The doctor sent a prescription down to the pharmacy for me. I left with a sharps bin and Pia and I headed to the collect the prescription, which contained two weeks worth of injections.

The ultrasound and visit to the acute ward and pharmacy had lengthened our stay in Bristol somewhat and it was around 20:30 when we got near home. We collected our younger daughter from a friend’s house on the way home. Then Pia headed out again to collect our older daughter from another friend’s house. I was feeling quite worn out and sick by this point and my arm was hurting. I didn’t waste much time in getting into bed.

My temperature started to rise a little in the evening, which worried me as I was so tired and didn’t fancy another emergency trip to hospital. We checked it a couple of times and it was under 38 celsius. I couldn’t stay awake any longer so let myself drift off to sleep. Later in the night we checked my temperature again and it had gone back down, so panic over.

Background – Diagnosis

My journey began in August 2018, a couple of months after turning 40, when I noticed that one of my testicles seemed a bit larger than it was supposed to be. Quite a bit larger. There were no discernible lumps, just more overall mass. I didn’t pay too much attention to it to begin with and waited to see if it might go back to normal after a week or two. However, it didn’t go back to normal but rather continued to increase in size.

I visited my GP who was concerned that the growth had been completely painless and that there were no obvious signs of infection. In case it was in any way related, I mentioned to him that I’d also had a couple of episodes during the previous few weeks in which I had become slightly faint and disoriented when standing, for several hours on each occasion. For this I had my blood pressure checked and an ECG to monitor my heart activity, both of which reported no issue. The doctor referred me for an ultrasound of my testicle at the Royal United Hospitals (RUH) in Bath, which I attended the following week.

During the ultrasound, the sonographer noticed a number of dark patches within the testicle in question. There was also evidence of angiogenesis – a profusion of new blood vessels that were entering the testicle. It looked to be a fairly textbook case of testicular cancer, with no real evidence for any alternative condition, such as an infection. The good news was that the other testicle, my bladder and kidneys all looked in perfectly good health.

Following the ultrasound I was referred to a urologist, who I saw a week or two afterwards. I was made to do a “flow test”, which involves peeing into a glorified bucket with a sensor attached to measure the rate of flow. This is a standard test for any patient passing through the department of urology, regardless of the purpose for visiting. My flow was very good, unsurprisingly.

The urologist was a fairly serious chap who didn’t smile much. He gave me an inspection, having already reviewed my ultrasound results. He suggested that I get booked in immediately for an orchidectomy operation, i.e. the complete removal of the testicle. I didn’t commit to the surgery straight away, but said that I would give them a call after I’d had the opportunity to talk it over at home.

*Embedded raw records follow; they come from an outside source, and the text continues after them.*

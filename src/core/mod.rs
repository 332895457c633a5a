// LogScope - core/mod.rs
//
// Core business logic layer.
// Pure logic over Read/Write trait objects; never touches the filesystem.
// Must NOT depend on: platform, app.

pub mod anomaly;
pub mod chunk;
pub mod export;
pub mod filter;
pub mod index;
pub mod model;
pub mod parser;
pub mod preset;
pub mod profile;
pub mod timeline;
// =============================================================================
// File metadata
// =============================================================================

/// Metadata for one ingested file.
///
/// Created when the file is submitted; the derived fields (`start_time`
/// onwards) are filled only on completion.
#[derive(Debug, Clone, PartialEq, Serialize, Deserialize)]
pub struct FileMetadata {
    pub id: FileId,
    pub name: String,
    pub path: PathBuf,
    pub size: u64,
    /// File extension, or "text" when the file has none.
    pub file_type: String,
    pub last_modified: Option<DateTime<Utc>>,
    /// ceil(size / chunk_size).
    pub total_chunks: u64,
    /// Format profile chosen for the file.
    pub profile_id: Option<String>,

    pub start_time: Option<DateTime<Utc>>,
    pub end_time: Option<DateTime<Utc>>,
    pub log_count: Option<usize>,
    pub log_levels: BTreeMap<Severity, usize>,
    pub sources: BTreeSet<String>,
}

impl FileMetadata {
    pub fn new(
        id: FileId,
        path: PathBuf,
        size: u64,
        last_modified: Option<DateTime<Utc>>,
        chunk_size: usize,
    ) -> Self {
        let name = path
            .file_name()
            .map(|n| n.to_string_lossy().into_owned())
            .unwrap_or_else(|| path.display().to_string());
        let file_type = path
            .extension()
            .map(|e| e.to_string_lossy().to_lowercase())
            .unwrap_or_else(|| "text".to_string());
        Self {
            id,
            name,
            path,
            size,
            file_type,
            last_modified,
            total_chunks: size.div_ceil(chunk_size.max(1) as u64),
            profile_id: None,
            start_time: None,
            end_time: None,
            log_count: None,
            log_levels: BTreeMap::new(),
            sources: BTreeSet::new(),
        }
    }

    /// True once the worker has reported completion.
    pub fn is_processed(&self) -> bool {
        self.log_count.is_some()
    }

    /// Fill the derived fields from a completed summary.
    pub fn finalize(&mut self, summary: FileSummary) {
        self.log_count = Some(summary.count);
        self.log_levels = summary.levels;
        self.sources = summary.sources;
        self.start_time = summary.start;
        self.end_time = summary.end;
    }
}

/// Running totals over a file's entries, built batch by batch while the
/// file streams in.
#[derive(Debug, Clone, Default, PartialEq)]
pub struct FileSummary {
    pub count: usize,
    pub levels: BTreeMap<Severity, usize>,
    pub sources: BTreeSet<String>,
    pub start: Option<DateTime<Utc>>,
    pub end: Option<DateTime<Utc>>,
}

impl FileSummary {
    pub fn add(&mut self, entry: &LogEntry) {
        self.count += 1;
        if let Some(level) = entry.level {
            *self.levels.entry(level).or_default() += 1;
        }
        if let Some(ref source) = entry.source {
            if !self.sources.contains(source) {
                self.sources.insert(source.clone());
            }
        }
        if let Some(ts) = entry.timestamp {
            self.start = Some(self.start.map_or(ts, |s| s.min(ts)));
            self.end = Some(self.end.map_or(ts, |e| e.max(ts)));
        }
    }

    pub fn extend<'a>(&mut self, entries: impl IntoIterator<Item = &'a LogEntry>) {
        for entry in entries {
            self.add(entry);
        }
    }
}

// =============================================================================
// Transient reader output
// =============================================================================

/// A fixed-size slice of a file's bytes. Never stored.
#[derive(Debug, Clone)]
pub struct FileChunk {
    pub file_id: FileId,
    pub chunk_index: u64,
    pub byte_range: Range<u64>,
    pub data: Vec<u8>,
}

/// One complete line reassembled from chunks.
#[derive(Debug, Clone, PartialEq, Eq)]
pub struct RawLine {
    pub file_id: FileId,
    /// 1-based line number.
    pub line_number: u64,
    pub text: String,
}

// =============================================================================
// Time selection
// =============================================================================

/// Inclusive time range with `start <= end`.
#[derive(Debug, Clone, Copy, PartialEq, Eq, Serialize, Deserialize)]
#[serde(try_from = "RawTimeSelection")]
pub struct TimeSelection {
    start: DateTime<Utc>,
    end: DateTime<Utc>,
}

#[derive(Deserialize)]
struct RawTimeSelection {
    start: DateTime<Utc>,
    end: DateTime<Utc>,
}

impl TryFrom<RawTimeSelection> for TimeSelection {
    type Error = crate::util::error::ValidationError;

    fn try_from(raw: RawTimeSelection) -> Result<Self, Self::Error> {
        TimeSelection::new(raw.start, raw.end)
    }
}

impl TimeSelection {
    /// Returns `InvalidTimeRange` when `start > end`.
    pub fn new(
        start: DateTime<Utc>,
        end: DateTime<Utc>,
    ) -> Result<Self, crate::util::error::ValidationError> {
        if start > end {
            return Err(crate::util::error::ValidationError::InvalidTimeRange {
                start: start.to_rfc3339(),
                end: end.to_rfc3339(),
            });
        }
        Ok(Self { start, end })
    }

    pub fn start(&self) -> DateTime<Utc> {
        self.start
    }

    pub fn end(&self) -> DateTime<Utc> {
        self.end
    }

    /// Inclusive on both ends.
    pub fn contains(&self, ts: DateTime<Utc>) -> bool {
        ts >= self.start && ts <= self.end
    }

    /// The smallest range covering every timestamped entry, if any.
    pub fn covering<'a>(entries: impl IntoIterator<Item = &'a LogEntry>) -> Option<Self> {
        let mut bounds: Option<(DateTime<Utc>, DateTime<Utc>)> = None;
        for ts in entries.into_iter().filter_map(|e| e.timestamp) {
            bounds = Some(match bounds {
                Some((lo, hi)) => (lo.min(ts), hi.max(ts)),
                None => (ts, ts),
            });
        }
        bounds.map(|(start, end)| Self { start, end })
    }
}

I had bloods taken to check for tumour markers: AFP, HCG and LDH (of which HCG was significantly elevated). I also got to sit down in a brightly coloured room with a comfortable sofa and chairs for a while to speak to a specialist nurse. This was clearly the room they use to try to make people more at ease when giving them bad news. At this point, perhaps unusually, I wasn’t feeling the slightest bit fazed. In fact, I’ve not really been worried or fearful at all during the entire episode. I’ve just taken everything in my stride knowing that it will all turn out for the best, whatever happens.

A few days later, I was booked in for surgery in early October.